それを作り出している要因の一つとしての「呼吸」なのです。

作中に炭治郎の父である炭十郎は神楽を極めることにより「透き通る世界」という特殊な視界を獲得すると言っています。幽体離脱を例に挙げると、普段無意識下にある可動域を意識できるところまで浮上させるテクニックとして呼吸法と弛緩法を組み合わせ変性意識に持っていきます。すると、もう一つの身体であるダブル(幽体)に気づき、それが本体となります。まさにその視界は「透き通る世界」が3,5次元以上に存在していることに気づかされます。ヨガの呼吸「ピンガーラ イダー」や霊的能力を開花させる「太陽の呼吸 月の呼吸」なども物理的な酸素だけではなく、見えないエネルギーを行使するために行うのです。

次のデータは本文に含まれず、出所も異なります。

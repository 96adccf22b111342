//! Startup scene: a walled yard of static boxes to walk on and hook onto.
//!
//! Every level box is a root entity carrying a `StaticCollider` that matches
//! its mesh, so what the player sees is exactly what the controller collides
//! with and what the hookshot ray can hit.
use bevy::prelude::*;
use bevy_atmosphere::prelude::AtmosphereCamera;
use hookshot::player::{spawn_player, StaticCollider};
use hookshot::settings::Settings;

/// The directional light the sky follows.
#[derive(Component)]
pub struct Sun;

/// Where the player starts.
pub const SPAWN_POINT: Vec3 = Vec3::new(0.0, 2.0, 12.0);

/// One static box of the level.
#[derive(Debug, Clone, Copy)]
pub struct LevelBox {
    pub center: Vec3,
    pub half_extents: Vec3,
    pub color: Color,
}

const fn level_box(center: Vec3, half_extents: Vec3, color: Color) -> LevelBox {
    LevelBox { center, half_extents, color }
}

/// The demo yard: ground, perimeter walls, pillars, floating platforms and a
/// high beam that can only be reached with the hookshot.
#[must_use]
#[allow(clippy::cast_precision_loss)]
pub fn level_layout() -> Vec<LevelBox> {
    let ground = Color::srgb(0.32, 0.36, 0.30);
    let wall = Color::srgb(0.55, 0.52, 0.48);
    let pillar = Color::srgb(0.65, 0.45, 0.30);
    let platform = Color::srgb(0.30, 0.45, 0.65);

    let mut boxes = vec![
        level_box(Vec3::new(0.0, -0.5, 0.0), Vec3::new(60.0, 0.5, 60.0), ground),
        level_box(Vec3::new(0.0, 6.0, -60.0), Vec3::new(60.0, 6.0, 0.5), wall),
        level_box(Vec3::new(0.0, 6.0, 60.0), Vec3::new(60.0, 6.0, 0.5), wall),
        level_box(Vec3::new(-60.0, 6.0, 0.0), Vec3::new(0.5, 6.0, 60.0), wall),
        level_box(Vec3::new(60.0, 6.0, 0.0), Vec3::new(0.5, 6.0, 60.0), wall),
    ];

    for i in 0..6 {
        let angle = i as f32 * std::f32::consts::TAU / 6.0;
        let height = 6.0 + 3.0 * i as f32;
        let at = Vec3::new(angle.cos() * 30.0, height * 0.5, angle.sin() * 30.0);
        boxes.push(level_box(at, Vec3::new(1.5, height * 0.5, 1.5), pillar));
    }

    for (x, y, z) in [(-15.0, 6.0, -10.0), (12.0, 10.0, -25.0), (25.0, 16.0, 10.0), (-25.0, 22.0, 20.0)] {
        boxes.push(level_box(Vec3::new(x, y, z), Vec3::new(4.0, 0.4, 4.0), platform));
    }

    boxes.push(level_box(Vec3::new(0.0, 40.0, -20.0), Vec3::new(30.0, 0.5, 1.0), wall));
    boxes
}

/// Spawn the level, lights, the player rig and the crosshair.
#[allow(clippy::needless_pass_by_value)]
pub fn setup(
    mut commands: Commands,
    mut meshes: ResMut<Assets<Mesh>>,
    mut materials: ResMut<Assets<StandardMaterial>>,
    settings: Res<Settings>,
) {
    let layout = level_layout();
    for b in &layout {
        let size = b.half_extents * 2.0;
        commands.spawn((
            PbrBundle {
                mesh: meshes.add(Cuboid::new(size.x, size.y, size.z)),
                material: materials.add(StandardMaterial {
                    base_color: b.color,
                    perceptual_roughness: 0.85,
                    ..default()
                }),
                transform: Transform::from_translation(b.center),
                ..default()
            },
            StaticCollider { half_extents: b.half_extents },
        ));
    }
    info!("spawned {} level boxes", layout.len());

    commands.spawn((
        DirectionalLightBundle {
            directional_light: DirectionalLight {
                shadows_enabled: settings.graphics.shadows,
                illuminance: 9000.0,
                ..default()
            },
            transform: Transform::from_xyz(0.0, 0.0, 0.0)
                .looking_to(Vec3::new(-0.4, -1.0, -0.6), Vec3::Y),
            ..default()
        },
        Sun,
    ));

    commands.insert_resource(AmbientLight {
        color: Color::WHITE,
        brightness: 300.0,
    });

    if settings.atmosphere.enabled {
        spawn_player(&mut commands, &mut meshes, &mut materials, &settings, SPAWN_POINT, AtmosphereCamera::default());
    } else {
        spawn_player(&mut commands, &mut meshes, &mut materials, &settings, SPAWN_POINT, ());
    }

    hookshot::ui::spawn_crosshair(&mut commands);
}

#[cfg(test)]
mod tests {
    use super::*;
    use hookshot::player::BoxCollider;

    fn colliders() -> Vec<BoxCollider> {
        level_layout()
            .iter()
            .map(|b| BoxCollider::new(b.center, b.half_extents))
            .collect()
    }

    #[test]
    fn spawn_point_is_clear_of_the_level() {
        let body = BoxCollider::new(SPAWN_POINT, Vec3::new(0.4, 0.9, 0.4));
        assert!(colliders().iter().all(|c| !c.overlaps(&body)));
    }

    #[test]
    fn high_beam_is_hookable_from_spawn() {
        let beam = Vec3::new(0.0, 40.0, -20.0);
        let eye = SPAWN_POINT + Vec3::Y * 0.7;
        let hit = hookshot::player::physics::raycast(&colliders(), eye, beam - eye, 500.0);
        assert!(hit.is_some_and(|p| p.y > 38.0));
    }
}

 関係して気になることは「ヒノカミ神楽」の12型です。これは12支や黄道12宮が示す「円相」を表しており、これを循環させることで13個目の型が生まれ「炎」から「日」に変化するのではないかと考えられます。また、「炎」の動に対し「火」は静なので、質の違いから呼吸法も違うことが読み取れ、必然的に「日」と「火」も隠語としての意味合いになり「始まりの呼吸」の謎が解けるのでしょう。

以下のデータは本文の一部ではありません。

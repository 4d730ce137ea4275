// SPDX-License-Identifier: Apache-2.0
// Copyright (c) 2025 Au-Zone Technologies. All Rights Reserved.

use thiserror::Error;

/// Result type for IRImager operations.
pub type Result<T> = std::result::Result<T, Error>;

/// Errors reported by the IRImager bindings.
///
/// `BadArguments` is always raised before the SDK is touched. `Operation` and
/// `Fatal` carry the fixed message for the `-1` and `-2` statuses of the call
/// that failed.
#[derive(Debug, Error)]
pub enum Error {
    #[error("bad argument(s): {0}")]
    BadArguments(String),

    /// The SDK returned `-1`.
    #[error("{op}: {message}")]
    Operation {
        op: &'static str,
        message: &'static str,
    },

    /// The SDK returned `-2` (TCP connections only).
    #[error("{op}: {message}")]
    Fatal {
        op: &'static str,
        message: &'static str,
    },

    /// The SDK returned a status outside its documented contract.
    #[error("{op}: unreachable status {status} returned by the SDK")]
    UnreachableStatus { op: &'static str, status: i32 },

    #[error("{op}: out of memory allocating {bytes} bytes")]
    OutOfMemory { op: &'static str, bytes: usize },

    #[error("{op}: invalid image size {width}x{height}")]
    InvalidSize {
        op: &'static str,
        width: i32,
        height: i32,
    },

    #[error("failed to load the IRImager library: {0}")]
    Library(#[from] irimager_sys::LoadError),

    #[error("an IRImager session is already open in this process")]
    SessionInUse,
}

impl Error {
    /// Stable snake-case name of the error kind.
    pub fn kind(&self) -> &'static str {
        match self {
            Error::BadArguments(_) => "bad_arguments",
            Error::Operation { .. } => "operation_error",
            Error::Fatal { .. } => "fatal_error",
            Error::UnreachableStatus { .. } => "unreachable_status",
            Error::OutOfMemory { .. } => "out_of_memory",
            Error::InvalidSize { .. } => "invalid_size",
            Error::Library(_) => "library",
            Error::SessionInUse => "session_in_use",
        }
    }

    pub fn is_fatal(&self) -> bool {
        matches!(self, Error::Fatal { .. })
    }
}

#[cfg(test)]
mod tests {
    use super::*;

    #[test]
    fn display_includes_operation() {
        let err = Error::Operation {
            op: "tcp_init",
            message: "Host not found",
        };
        assert_eq!(err.to_string(), "tcp_init: Host not found");
        assert_eq!(err.kind(), "operation_error");

        let err = Error::UnreachableStatus {
            op: "set_palette",
            status: 7,
        };
        assert_eq!(
            err.to_string(),
            "set_palette: unreachable status 7 returned by the SDK"
        );
    }
}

 年齢から考えると「スゴい子供達」ですが、キャラクターごとに惹きつけてやまないカリスマ性がそこにはあり、「救いという行動」にある背景には煉獄さんが言った「俺は俺の責務を全うする」という「強き者の責任」が感じ取れます。

呼吸法だけでも電話帳並みの辞典がいくつもあるくらいで、それだけ難解でもあり重要ですが、このアニメを観て一番感じたことは「生きていることに意味」は持たされておらす「生かされている意味」から「生きていく意味」を知りなさいということだと思います。そろそろ紙面が尽きそうですが、今年も残すところ2カ月となりました。まだまだ長引くコロナウイルスを「仏」と思うか「鬼」と捉えるのか、人類がその答えに気づくのはもう少し先になりそうです。さて、香貫山に行って深呼吸してこよう!